One of my pet peeves about comic books is how they are used as adverts for something else.  You know when it happens; a new super group is introduced into an Avengers of Justice League book for a few issues: you get bought into it only for the story to actually end in issue 1 of “Super Power Team Book – Man, I Hope This Doesn’t Get Cancelled”.  And please, don’t even get me started how the status quo in the comics is changed to reflect the look of a blockbuster film. Comic book companies; pandering to the short term fans is not going to turn those fans into long-term fans who will continue to drop their hard earned dimes for your books?  So where does all this leave books like Warframe?

For those not in the know (I am one of those by the way), Warframe is free-to-play co-op third person shooter were you control a Tenno, who is an ancient warrior awoken from cryosleep and found themselves in a war with the Grineer.  Now that we have all caught up, onto the book.
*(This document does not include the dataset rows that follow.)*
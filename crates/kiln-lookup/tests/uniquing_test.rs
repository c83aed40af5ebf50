//! Uniquing and lazy completion tests
//!
//! Constructed types are interned per environment, binary types are built
//! on demand and placeholders are patched in place once their target loads.

mod common;

use common::{compile, env, env_with, get, platform};
use kiln_lookup::{
    BaseType, BinaryTypeDescriptor, CompilationUnitDecl, CompoundName, FieldDecl, MethodDecl, Modifiers, TypeBinding,
    TypeDecl, TypeRef, WildcardKind,
};

#[test]
fn test_constructed_types_are_identical() {
    let (mut env, _) = env();
    let list = get(&mut env, "java.util.List");
    let string = get(&mut env, "java.lang.String");
    let number = get(&mut env, "java.lang.Number");

    let first = env.create_parameterized_type(list, vec![string], None);
    let second = env.create_parameterized_type(list, vec![string], None);
    assert_eq!(first, second);
    assert_ne!(first, env.create_parameterized_type(list, vec![number], None));

    let extends = env.create_wildcard(Some(list), 0, Some(number), Vec::new(), WildcardKind::Extends);
    assert_eq!(
        extends,
        env.create_wildcard(Some(list), 0, Some(number), Vec::new(), WildcardKind::Extends)
    );
    let super_number = env.create_wildcard(Some(list), 0, Some(number), Vec::new(), WildcardKind::Super);
    assert_ne!(extends, super_number);

    let matrix = env.create_array_type(first, 2);
    let row = env.create_array_type(first, 1);
    assert_eq!(env.create_array_type(row, 1), matrix);
    assert!(env.stats().constructed_cache_hits > 0);
}

#[test]
fn test_raw_and_parameterized_never_collapse() {
    let (mut env, _) = env();
    let list = get(&mut env, "java.util.List");
    let object = env.object_type().unwrap();
    let raw = env.create_raw_type(list, None);
    let of_object = env.create_parameterized_type(list, vec![object], None);

    assert_ne!(raw, list);
    assert_ne!(raw, of_object);
    assert_eq!(env.create_raw_type(list, None), raw);
    assert_eq!(env.erasure(raw).unwrap(), list);
    assert_eq!(env.erasure(of_object).unwrap(), list);
}

#[test]
fn test_binary_members_are_built_once() {
    let (mut env, _) = env();
    let array_list = get(&mut env, "java.util.ArrayList");
    let before = env.stats().binary_member_completions;
    let methods = env.methods(array_list).unwrap();
    assert_eq!(env.stats().binary_member_completions, before + 1);
    assert_eq!(env.methods(array_list).unwrap(), methods);
    env.fields(array_list).unwrap();
    assert_eq!(env.stats().binary_member_completions, before + 1);
}

#[test]
fn test_substituted_members_are_cached() {
    let (mut env, _) = env();
    let list = get(&mut env, "java.util.List");
    let string = get(&mut env, "java.lang.String");
    let of_string = env.create_parameterized_type(list, vec![string], None);

    let methods = env.methods(of_string).unwrap();
    assert_eq!(env.methods(of_string).unwrap(), methods);
    let get = methods
        .iter()
        .copied()
        .find(|&m| env.method(m).selector == "get")
        .expect("get is declared by List");
    assert_eq!(env.method(get).return_type, string);
}

#[test]
fn test_missing_type_is_requested_once() {
    let provider = platform();
    let log = provider.clone();
    let (mut env, _) = env_with(provider);
    let name = CompoundName::from_dotted("java.util.Missing");
    assert_eq!(env.get_type(&name).unwrap(), None);
    assert_eq!(env.get_type(&name).unwrap(), None);
    assert_eq!(log.request_count("java.util.Missing"), 1);
}

#[test]
fn test_field_placeholder_is_patched_when_target_loads() {
    let mut provider = platform();
    provider
        .add_binary(BinaryTypeDescriptor::class("p/Holder").with_field("item", Modifiers::PUBLIC, "Lq/Item;"))
        .add_binary(BinaryTypeDescriptor::class("q/Item"));
    let (mut env, _) = env_with(provider);
    let holder = get(&mut env, "p.Holder");
    let fields = env.fields(holder).unwrap();
    let placeholder = env.field(fields[0]).ty;
    assert!(env.is_pending_placeholder(placeholder));

    let item = get(&mut env, "q.Item");
    assert_eq!(env.field(fields[0]).ty, item);
    assert!(env.class(item).is_some());
    assert!(!env.is_pending_placeholder(env.field(fields[0]).ty));
}

#[test]
fn test_base_types_are_shared() {
    let (mut env, _) = env();
    let int = env.base_type(BaseType::Int);
    assert_eq!(env.base_type(BaseType::Int), int);
    assert!(matches!(env.ty(int), TypeBinding::Base(BaseType::Int)));
    let boxed = env.boxed_type(BaseType::Int).unwrap();
    assert_eq!(boxed, Some(get(&mut env, "java.lang.Integer")));
}

#[test]
fn test_unit_declarations_are_released_after_completion() {
    let (mut env, _) = env();
    let first = CompilationUnitDecl::new("Shape.java", "p").with_type(
        TypeDecl::class("Shape")
            .with_field(FieldDecl::new("sides", Modifiers::PUBLIC, TypeRef::int()))
            .with_member_type(TypeDecl::class("Corner").with_method(MethodDecl::new("angle", TypeRef::int()))),
    );
    let second = CompilationUnitDecl::new("Square.java", "p")
        .with_type(TypeDecl::class("Square").extends(TypeRef::simple("Shape")));
    env.build_type_bindings(first);
    env.build_type_bindings(second);
    assert_eq!(env.registered_unit_count(), 2);

    env.complete_type_bindings().unwrap();
    assert_eq!(env.registered_unit_count(), 0);
    assert_eq!(env.stats().units_completed, 2);

    // Bindings outlive their declarations
    let shape = get(&mut env, "p.Shape");
    let corner = env.member_types(shape).unwrap()[0];
    let square = get(&mut env, "p.Square");
    assert_eq!(env.fields(shape).unwrap().len(), 1);
    assert_eq!(env.methods_named(corner, "angle").unwrap().len(), 1);
    assert_eq!(env.superclass(square).unwrap(), Some(shape));

    // A later unit is released on its own run
    compile(&mut env, CompilationUnitDecl::new("Circle.java", "p").with_type(TypeDecl::class("Circle")));
    assert_eq!(env.registered_unit_count(), 0);
    assert_eq!(env.stats().units_completed, 3);
}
Matt Hawkins and Ryan Cady write a drifting monologue that encompasses the past and the present of one survivor of a Grineer attack.  Now blinded, she can no longer see her home, relying on what once was to guide her.  The desolation is almost total, yet that doesn’t stop the Grineer from wanting to take more, too destroy more.  Into the fray steps an angel of death in the shape of a Tenno, who battles on to save what is left of the city and this one young woman in particular.  Still, one battle a victory does not make as the Grinner lets loose the hounds of Ghouls to complete their mission.
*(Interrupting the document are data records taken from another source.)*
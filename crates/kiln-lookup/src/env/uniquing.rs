//! Uniquing constructors for constructed types
//!
//! Arrays, parameterized, raw and wildcard types are only ever created here.
//! Each cache maps the type a shape is built on (leaf or generic type) to a
//! short list of instances that is scanned for a structural match before a
//! new binding is allocated.

use super::LookupEnvironment;
use crate::binding::{
    ArrayBinding, FieldId, MethodId, ParameterizedBinding, RawBinding, TypeBinding, TypeId, WildcardBinding,
    WildcardKind,
};
use rustc_hash::FxHashMap;
use smallvec::SmallVec;
use tracing::trace;

pub(crate) type InstanceList = SmallVec<[TypeId; 4]>;

/// Per-shape instance caches
#[derive(Debug, Default)]
pub(crate) struct UniquingCaches {
    pub(crate) arrays: FxHashMap<TypeId, InstanceList>,
    pub(crate) parameterized: FxHashMap<TypeId, InstanceList>,
    pub(crate) raw: FxHashMap<TypeId, InstanceList>,
    pub(crate) wildcards: FxHashMap<Option<TypeId>, InstanceList>,
    pub(crate) substituted_methods: FxHashMap<(TypeId, MethodId), MethodId>,
    pub(crate) substituted_fields: FxHashMap<(TypeId, FieldId), FieldId>,
    pub(crate) instantiated_methods: FxHashMap<(MethodId, Vec<TypeId>), MethodId>,
    pub(crate) array_lengths: FxHashMap<TypeId, FieldId>,
    pub(crate) array_clones: FxHashMap<TypeId, MethodId>,
}

impl LookupEnvironment {
    /// Array of `component` with `dimensions` extra dimensions
    ///
    /// Nested array components are flattened, so `(int[], 1)` and `(int, 2)`
    /// yield the same handle.
    pub fn create_array_type(&mut self, component: TypeId, dimensions: u32) -> TypeId {
        let (leaf, dimensions) = match self.ty(component) {
            TypeBinding::Array(array) => (array.leaf, array.dimensions + dimensions),
            _ => (component, dimensions),
        };
        if dimensions == 0 {
            return leaf;
        }
        if let Some(list) = self.caches.arrays.get(&leaf) {
            for &candidate in list {
                if self.ty(candidate).as_array().is_some_and(|a| a.dimensions == dimensions) {
                    self.stats.constructed_cache_hits += 1;
                    return candidate;
                }
            }
        }
        self.stats.constructed_cache_misses += 1;
        let id = self.alloc_type(TypeBinding::Array(ArrayBinding { leaf, dimensions }));
        self.caches.arrays.entry(leaf).or_default().push(id);
        self.note_referrers(id, &[leaf]);
        trace!(array = %id, leaf = %leaf, dimensions, "created array type");
        id
    }

    /// Generic type applied to `arguments`
    pub fn create_parameterized_type(
        &mut self,
        generic: TypeId,
        arguments: Vec<TypeId>,
        enclosing: Option<TypeId>,
    ) -> TypeId {
        if let Some(list) = self.caches.parameterized.get(&generic) {
            for &candidate in list {
                if let TypeBinding::Parameterized(p) = self.ty(candidate) {
                    if p.arguments == arguments && p.enclosing == enclosing {
                        self.stats.constructed_cache_hits += 1;
                        return candidate;
                    }
                }
            }
        }
        self.stats.constructed_cache_misses += 1;
        let mut components = arguments.clone();
        components.push(generic);
        components.extend(enclosing);
        let id = self.alloc_type(TypeBinding::Parameterized(ParameterizedBinding {
            generic,
            arguments,
            enclosing,
        }));
        self.caches.parameterized.entry(generic).or_default().push(id);
        self.note_referrers(id, &components);
        trace!(parameterized = %id, generic = %generic, "created parameterized type");
        id
    }

    /// Generic type used without type arguments
    pub fn create_raw_type(&mut self, generic: TypeId, enclosing: Option<TypeId>) -> TypeId {
        if let Some(list) = self.caches.raw.get(&generic) {
            for &candidate in list {
                if let TypeBinding::Raw(raw) = self.ty(candidate) {
                    if raw.enclosing == enclosing {
                        self.stats.constructed_cache_hits += 1;
                        return candidate;
                    }
                }
            }
        }
        self.stats.constructed_cache_misses += 1;
        let id = self.alloc_type(TypeBinding::Raw(RawBinding { generic, enclosing }));
        self.caches.raw.entry(generic).or_default().push(id);
        let mut components = vec![generic];
        components.extend(enclosing);
        self.note_referrers(id, &components);
        trace!(raw = %id, generic = %generic, "created raw type");
        id
    }

    /// Wildcard argument at `rank` of `generic`
    ///
    /// `generic` is `None` for intersection bounds (`? extends A & B`), which
    /// are not attached to any type variable.
    pub fn create_wildcard(
        &mut self,
        generic: Option<TypeId>,
        rank: u32,
        bound: Option<TypeId>,
        other_bounds: Vec<TypeId>,
        kind: WildcardKind,
    ) -> TypeId {
        let bound = if kind == WildcardKind::Unbound { None } else { bound };
        if let Some(list) = self.caches.wildcards.get(&generic) {
            for &candidate in list {
                if let TypeBinding::Wildcard(w) = self.ty(candidate) {
                    if w.rank == rank && w.bound == bound && w.kind == kind && w.other_bounds == other_bounds {
                        self.stats.constructed_cache_hits += 1;
                        return candidate;
                    }
                }
            }
        }
        self.stats.constructed_cache_misses += 1;
        let mut components: Vec<TypeId> = generic.into_iter().chain(bound).collect();
        components.extend(other_bounds.iter().copied());
        let id = self.alloc_type(TypeBinding::Wildcard(WildcardBinding {
            generic,
            rank,
            bound,
            other_bounds,
            kind,
        }));
        self.caches.wildcards.entry(generic).or_default().push(id);
        self.note_referrers(id, &components);
        trace!(wildcard = %id, ?kind, "created wildcard");
        id
    }

    /// Number of cached instances of each constructed shape built on `base`
    pub fn cached_instances(&self, base: TypeId) -> usize {
        [&self.caches.arrays, &self.caches.parameterized, &self.caches.raw]
            .iter()
            .map(|cache| cache.get(&base).map_or(0, |list| list.len()))
            .sum::<usize>()
            + self.caches.wildcards.get(&Some(base)).map_or(0, |list| list.len())
    }
}

#[cfg(test)]
mod tests {
    use crate::binding::{BaseType, WildcardKind};
    use crate::env::LookupEnvironment;
    use crate::options::CompilerOptions;
    use crate::provider::InMemoryProvider;
    use crate::reporter::SilentReporter;

    fn env() -> LookupEnvironment {
        LookupEnvironment::new(
            CompilerOptions::default(),
            Box::new(InMemoryProvider::new()),
            Box::new(SilentReporter),
        )
    }

    #[test]
    fn test_arrays_are_flattened_and_uniqued() {
        let mut env = env();
        let int = env.base_type(BaseType::Int);
        let int_array = env.create_array_type(int, 1);
        let nested = env.create_array_type(int_array, 1);
        let direct = env.create_array_type(int, 2);
        assert_eq!(nested, direct);
        assert_ne!(int_array, direct);
        assert_eq!(env.create_array_type(int, 0), int);
        assert_eq!(env.stats().constructed_cache_misses, 2);
    }

    #[test]
    fn test_wildcards_are_uniqued_by_kind_and_bound() {
        let mut env = env();
        let int = env.base_type(BaseType::Int);
        let a = env.create_wildcard(None, 0, Some(int), Vec::new(), WildcardKind::Extends);
        let b = env.create_wildcard(None, 0, Some(int), Vec::new(), WildcardKind::Extends);
        let c = env.create_wildcard(None, 0, Some(int), Vec::new(), WildcardKind::Super);
        let unbound = env.create_wildcard(None, 0, Some(int), Vec::new(), WildcardKind::Unbound);
        assert_eq!(a, b);
        assert_ne!(a, c);
        assert_eq!(
            unbound,
            env.create_wildcard(None, 0, None, Vec::new(), WildcardKind::Unbound)
        );
    }
}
Both Hawkins and Cady do well to imbue the book with a sense of character and possibly a sense of its online expansive world.  I would be interested to find out if either of them have played the game.  Regardless, in their hands we have  a book that I think satisfies those that do play the game as well as serving as a little taster for those yet to play.  Whilst the characters we are introduced to can certainly been seen as cliché, there is an amount of faith shown that I think gives the characters a bit of an edge, no more so than the female blind lead.

Putting the narrative aside for the moment, books like this need to look the part.  For that, Top Cow have gone out and hit Studio Hive to produce a painted bleak world, where the in the shadows lurk death and despair.  The battles shown in the book do so in a contrasting manner, making this one of the most darkly painted styled book I have seen for quite some time.  It is a style that suits the book well, but I wonder if it is in fact the art would be limiting in a larger story.  Stjepan Sejic provides a cover that demonstrates who to use dynamism to grab a reader attention.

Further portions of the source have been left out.